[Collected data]
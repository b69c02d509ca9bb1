//! Duplicate detection over the entities observed during one pass.
//!
//! The detector owns the observation table: local id -> fingerprint, kept
//! in first-observed order so that grouping is deterministic.

use crate::fingerprint::Fingerprint;
use crate::identity::IdComparer;
use std::collections::HashMap;

#[derive(Debug, Clone)]
struct Observation<Id> {
    /// Position of the first announcement of this entity.
    seq: u64,
    id: Id,
    fingerprint: Fingerprint,
}

/// Groups local entities whose fingerprints collide.
pub struct DuplicateDetector<Id, C: IdComparer<Id>> {
    comparer: C,
    observations: HashMap<C::Key, Observation<Id>>,
    next_seq: u64,
}

impl<Id: Clone, C: IdComparer<Id>> DuplicateDetector<Id, C> {
    /// Creates an empty detector.
    pub fn new(comparer: C) -> Self {
        Self {
            comparer,
            observations: HashMap::new(),
            next_seq: 0,
        }
    }

    /// Records the fingerprint of an entity. Announcing an entity again
    /// replaces its fingerprint but keeps its first-observed position.
    pub fn announce(&mut self, id: Id, fingerprint: Fingerprint) {
        let key = self.comparer.key(&id);
        match self.observations.get_mut(&key) {
            Some(existing) => {
                existing.id = id;
                existing.fingerprint = fingerprint;
            }
            None => {
                let seq = self.next_seq;
                self.next_seq += 1;
                self.observations.insert(
                    key,
                    Observation {
                        seq,
                        id,
                        fingerprint,
                    },
                );
            }
        }
    }

    /// Drops an entity from the table. Returns whether it was present.
    pub fn forget(&mut self, id: &Id) -> bool {
        self.observations.remove(&self.comparer.key(id)).is_some()
    }

    /// Returns the recorded fingerprint of an entity.
    pub fn fingerprint_of(&self, id: &Id) -> Option<Fingerprint> {
        self.observations
            .get(&self.comparer.key(id))
            .map(|o| o.fingerprint)
    }

    /// Number of observed entities.
    pub fn len(&self) -> usize {
        self.observations.len()
    }

    /// Returns true if nothing has been observed.
    pub fn is_empty(&self) -> bool {
        self.observations.is_empty()
    }

    /// Groups observed ids by fingerprint, keeping only groups with at
    /// least two members. Groups are ordered by their first member and
    /// members by first observation.
    pub fn group_duplicates(&self) -> Vec<Vec<Id>> {
        let mut ordered: Vec<&Observation<Id>> = self.observations.values().collect();
        ordered.sort_by_key(|o| o.seq);

        let mut slots: HashMap<Fingerprint, usize> = HashMap::new();
        let mut groups: Vec<Vec<Id>> = Vec::new();
        for observation in ordered {
            let slot = *slots.entry(observation.fingerprint).or_insert_with(|| {
                groups.push(Vec::new());
                groups.len() - 1
            });
            groups[slot].push(observation.id.clone());
        }

        groups.retain(|g| g.len() > 1);
        groups
    }

    /// Consumes the detector, returning the duplicate groups.
    pub fn into_groups(self) -> Vec<Vec<Id>> {
        self.group_duplicates()
    }
}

What is needed
The answer must consist of every line above that holds the string "usize", copied exactly.

Output
    pub fn len(&self) -> usize {
        let mut slots: HashMap<Fingerprint, usize> = HashMap::new();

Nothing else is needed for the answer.